## Problem
When the word "dimensions" shows up in a line of the data below, copy that whole line.

## Data extracts
*** Block opens ***
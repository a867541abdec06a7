//! Chart rendering entry points
//!
//! Every entry point extracts its columns first, then draws to the target
//! path through a bitmap backend and finishes with `present()`. A failed
//! extraction returns before any file is touched.

use crate::data;
use crate::error::{Error, Result};
use crate::theme::Theme;
use plotters::prelude::*;
use polars::prelude::DataFrame;
use std::path::Path;

/// Bin count used when the caller has no preference.
pub const DEFAULT_BINS: usize = 10;

/// Renders bar, histogram, scatter, and box charts with a fixed [`Theme`].
///
/// The renderer holds only immutable configuration; render calls never
/// mutate the DataFrame or any shared state, so a renderer can be shared
/// freely across threads drawing to distinct paths.
#[derive(Debug, Clone)]
pub struct ChartRenderer {
    theme: Theme,
    width: u32,
    height: u32,
}

impl Default for ChartRenderer {
    fn default() -> Self {
        Self::new()
    }
}

impl ChartRenderer {
    /// Renderer with the dark theme and 900x600 output.
    pub fn new() -> Self {
        Self::with_theme(Theme::dark())
    }

    pub fn with_theme(theme: Theme) -> Self {
        Self {
            theme,
            width: 900,
            height: 600,
        }
    }

    /// Set output dimensions in pixels.
    pub fn dimensions(mut self, width: u32, height: u32) -> Self {
        self.width = width;
        self.height = height;
        self
    }

    pub fn theme(&self) -> &Theme {
        &self.theme
    }

    /// Bar chart: one bar per row of `x`, heights from `y`, no legend.
    pub fn bar(
        &self,
        df: &DataFrame,
        x: &str,
        y: &str,
        title: Option<&str>,
        path: impl AsRef<Path>,
    ) -> Result<()> {
        let pairs = data::bar_pairs(df, x, y)?;
        let path = path.as_ref();
        let title = title.unwrap_or("Bar Plot");
        tracing::debug!(chart = "bar", path = %path.display(), bars = pairs.len(), "rendering");

        let values: Vec<f64> = pairs.iter().map(|(_, v)| *v).collect();
        let (y_min, y_max) = padded_range(
            values.iter().copied().fold(0.0, f64::min),
            values.iter().copied().fold(0.0, f64::max),
        );

        let root = BitMapBackend::new(path, (self.width, self.height)).into_drawing_area();
        root.fill(&self.theme.background)?;

        let mut chart = ChartBuilder::on(&root)
            .caption(title, self.theme.caption_font())
            .margin(16)
            .x_label_area_size(72)
            .y_label_area_size(56)
            .build_cartesian_2d((0..pairs.len()).into_segmented(), y_min..y_max)?;

        chart
            .configure_mesh()
            .disable_x_mesh()
            .disable_y_mesh()
            .axis_style(&self.theme.axis)
            .label_style(self.theme.label_font())
            .x_label_style(self.theme.rotated_label_font())
            .x_labels(pairs.len())
            .x_label_formatter(&|seg: &SegmentValue<usize>| match seg {
                SegmentValue::CenterOf(i) | SegmentValue::Exact(i) => pairs
                    .get(*i)
                    .map(|(c, _)| c.clone())
                    .unwrap_or_default(),
                SegmentValue::Last => String::new(),
            })
            .draw()?;

        chart.draw_series(values.iter().enumerate().map(|(i, &v)| {
            let mut bar = Rectangle::new(
                [
                    (SegmentValue::Exact(i), 0.0),
                    (SegmentValue::Exact(i + 1), v),
                ],
                self.theme.fill.filled(),
            );
            bar.set_margin(0, 0, 6, 6);
            bar
        }))?;
        chart.draw_series(values.iter().enumerate().map(|(i, &v)| {
            let mut bar = Rectangle::new(
                [
                    (SegmentValue::Exact(i), 0.0),
                    (SegmentValue::Exact(i + 1), v),
                ],
                self.theme.fill_edge.stroke_width(1),
            );
            bar.set_margin(0, 0, 6, 6);
            bar
        }))?;

        root.present()?;
        Ok(())
    }

    /// Frequency histogram of a numeric column over `bins` equal-width bins.
    pub fn histogram(
        &self,
        df: &DataFrame,
        column: &str,
        bins: usize,
        title: Option<&str>,
        path: impl AsRef<Path>,
    ) -> Result<()> {
        if bins == 0 {
            return Err(Error::InvalidParameter(
                "bin count must be positive".to_string(),
            ));
        }
        let values = data::numeric_column(df, column)?;
        let path = path.as_ref();
        let title = title.unwrap_or("Histogram");
        tracing::debug!(chart = "histogram", path = %path.display(), bins, "rendering");

        let min = values.iter().copied().fold(f64::INFINITY, f64::min);
        let max = values.iter().copied().fold(f64::NEG_INFINITY, f64::max);
        let bin_width = if max > min { (max - min) / bins as f64 } else { 1.0 };

        let mut counts = vec![0usize; bins];
        for &v in &values {
            let idx = (((v - min) / bin_width) as usize).min(bins - 1);
            counts[idx] += 1;
        }
        let max_count = counts.iter().copied().max().unwrap_or(0) as f64;

        let root = BitMapBackend::new(path, (self.width, self.height)).into_drawing_area();
        root.fill(&self.theme.background)?;

        let mut chart = ChartBuilder::on(&root)
            .caption(title, self.theme.caption_font())
            .margin(16)
            .x_label_area_size(48)
            .y_label_area_size(56)
            .build_cartesian_2d(min..min + bin_width * bins as f64, 0.0..max_count * 1.1)?;

        chart
            .configure_mesh()
            .bold_line_style(&self.theme.grid)
            .light_line_style(&self.theme.grid.mix(0.4))
            .axis_style(&self.theme.axis)
            .label_style(self.theme.label_font())
            .x_desc(column)
            .y_desc("Frequency")
            .draw()?;

        let translucent = self.theme.fill.mix(self.theme.fill_opacity);
        chart.draw_series(counts.iter().enumerate().map(|(i, &count)| {
            let x0 = min + bin_width * i as f64;
            Rectangle::new(
                [(x0, 0.0), (x0 + bin_width, count as f64)],
                translucent.filled(),
            )
        }))?;
        chart.draw_series(counts.iter().enumerate().map(|(i, &count)| {
            let x0 = min + bin_width * i as f64;
            Rectangle::new(
                [(x0, 0.0), (x0 + bin_width, count as f64)],
                self.theme.fill_edge.stroke_width(1),
            )
        }))?;

        root.present()?;
        Ok(())
    }

    /// Scatter plot of two numeric columns.
    pub fn scatter(
        &self,
        df: &DataFrame,
        x: &str,
        y: &str,
        title: Option<&str>,
        path: impl AsRef<Path>,
    ) -> Result<()> {
        let points = data::xy_pairs(df, x, y)?;
        let path = path.as_ref();
        let title = title.unwrap_or("Scatter Plot");
        tracing::debug!(chart = "scatter", path = %path.display(), points = points.len(), "rendering");

        let (x_min, x_max) = padded_range(
            points.iter().map(|p| p.0).fold(f64::INFINITY, f64::min),
            points.iter().map(|p| p.0).fold(f64::NEG_INFINITY, f64::max),
        );
        let (y_min, y_max) = padded_range(
            points.iter().map(|p| p.1).fold(f64::INFINITY, f64::min),
            points.iter().map(|p| p.1).fold(f64::NEG_INFINITY, f64::max),
        );

        let root = BitMapBackend::new(path, (self.width, self.height)).into_drawing_area();
        root.fill(&self.theme.background)?;

        let mut chart = ChartBuilder::on(&root)
            .caption(title, self.theme.caption_font())
            .margin(16)
            .x_label_area_size(48)
            .y_label_area_size(56)
            .build_cartesian_2d(x_min..x_max, y_min..y_max)?;

        chart
            .configure_mesh()
            .bold_line_style(&self.theme.grid)
            .light_line_style(&self.theme.grid.mix(0.4))
            .axis_style(&self.theme.axis)
            .label_style(self.theme.label_font())
            .x_desc(x)
            .y_desc(y)
            .draw()?;

        let translucent = self.theme.fill.mix(self.theme.fill_opacity);
        chart.draw_series(
            points
                .iter()
                .map(|&(px, py)| Circle::new((px, py), 4, translucent.filled())),
        )?;
        chart.draw_series(
            points
                .iter()
                .map(|&(px, py)| Circle::new((px, py), 4, self.theme.text.mix(0.8).stroke_width(1))),
        )?;

        root.present()?;
        Ok(())
    }

    /// Box-and-whisker plot of a numeric column, optionally grouped by the
    /// labels of another column. Whiskers sit at the 1.5 IQR fences;
    /// observations beyond them are drawn as circular markers.
    pub fn boxplot(
        &self,
        df: &DataFrame,
        column: &str,
        group_by: Option<&str>,
        title: Option<&str>,
        path: impl AsRef<Path>,
    ) -> Result<()> {
        let groups: Vec<(String, Vec<f64>)> = match group_by {
            Some(group) => data::grouped_numeric(df, column, group)?,
            None => vec![(column.to_string(), data::numeric_column(df, column)?)],
        };
        let path = path.as_ref();
        let title = title.unwrap_or("Box Plot");
        tracing::debug!(chart = "box", path = %path.display(), groups = groups.len(), "rendering");

        let all: Vec<f64> = groups.iter().flat_map(|(_, v)| v.iter().copied()).collect();
        let (y_min, y_max) = padded_range(
            all.iter().copied().fold(f64::INFINITY, f64::min),
            all.iter().copied().fold(f64::NEG_INFINITY, f64::max),
        );

        let root = BitMapBackend::new(path, (self.width, self.height)).into_drawing_area();
        root.fill(&self.theme.background)?;

        let mut chart = ChartBuilder::on(&root)
            .caption(title, self.theme.caption_font())
            .margin(16)
            .x_label_area_size(48)
            .y_label_area_size(56)
            .build_cartesian_2d(
                (0..groups.len()).into_segmented(),
                y_min as f32..y_max as f32,
            )?;

        chart
            .configure_mesh()
            .disable_x_mesh()
            .bold_line_style(&self.theme.grid)
            .light_line_style(&self.theme.grid.mix(0.4))
            .axis_style(&self.theme.axis)
            .label_style(self.theme.label_font())
            .x_labels(groups.len())
            .x_label_formatter(&|seg: &SegmentValue<usize>| match seg {
                SegmentValue::CenterOf(i) | SegmentValue::Exact(i) => groups
                    .get(*i)
                    .map(|(name, _)| name.clone())
                    .unwrap_or_default(),
                SegmentValue::Last => String::new(),
            })
            .draw()?;

        chart.draw_series(groups.iter().enumerate().map(|(i, (_, values))| {
            Boxplot::new_vertical(SegmentValue::CenterOf(i), &Quartiles::new(values))
                .width(28)
                .whisker_width(0.5)
                .style(self.theme.fill.stroke_width(1))
        }))?;

        // Observations beyond the whisker fences, matplotlib-flier style.
        let mut outliers: Vec<(usize, f32)> = Vec::new();
        for (i, (_, values)) in groups.iter().enumerate() {
            let fences = Quartiles::new(values).values();
            let (lo, hi) = (fences[0] as f64, fences[4] as f64);
            outliers.extend(
                values
                    .iter()
                    .filter(|&&v| v < lo || v > hi)
                    .map(|&v| (i, v as f32)),
            );
        }
        chart.draw_series(outliers.iter().map(|&(i, v)| {
            Circle::new((SegmentValue::CenterOf(i), v), 3, self.theme.text.filled())
        }))?;
        chart.draw_series(outliers.iter().map(|&(i, v)| {
            Circle::new(
                (SegmentValue::CenterOf(i), v),
                3,
                self.theme.fill_edge.stroke_width(1),
            )
        }))?;

        root.present()?;
        Ok(())
    }
}

// Pads a data range by 5% per side; degenerate spans widen by 1.0 so the
// coordinate system stays non-empty.
fn padded_range(min: f64, max: f64) -> (f64, f64) {
    if max > min {
        let pad = (max - min) * 0.05;
        (min - pad, max + pad)
    } else {
        (min - 1.0, max + 1.0)
    }
}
*** Block closes ***
## Solution to the exercise
    /// Set output dimensions in pixels.
    pub fn dimensions(mut self, width: u32, height: u32) -> Self {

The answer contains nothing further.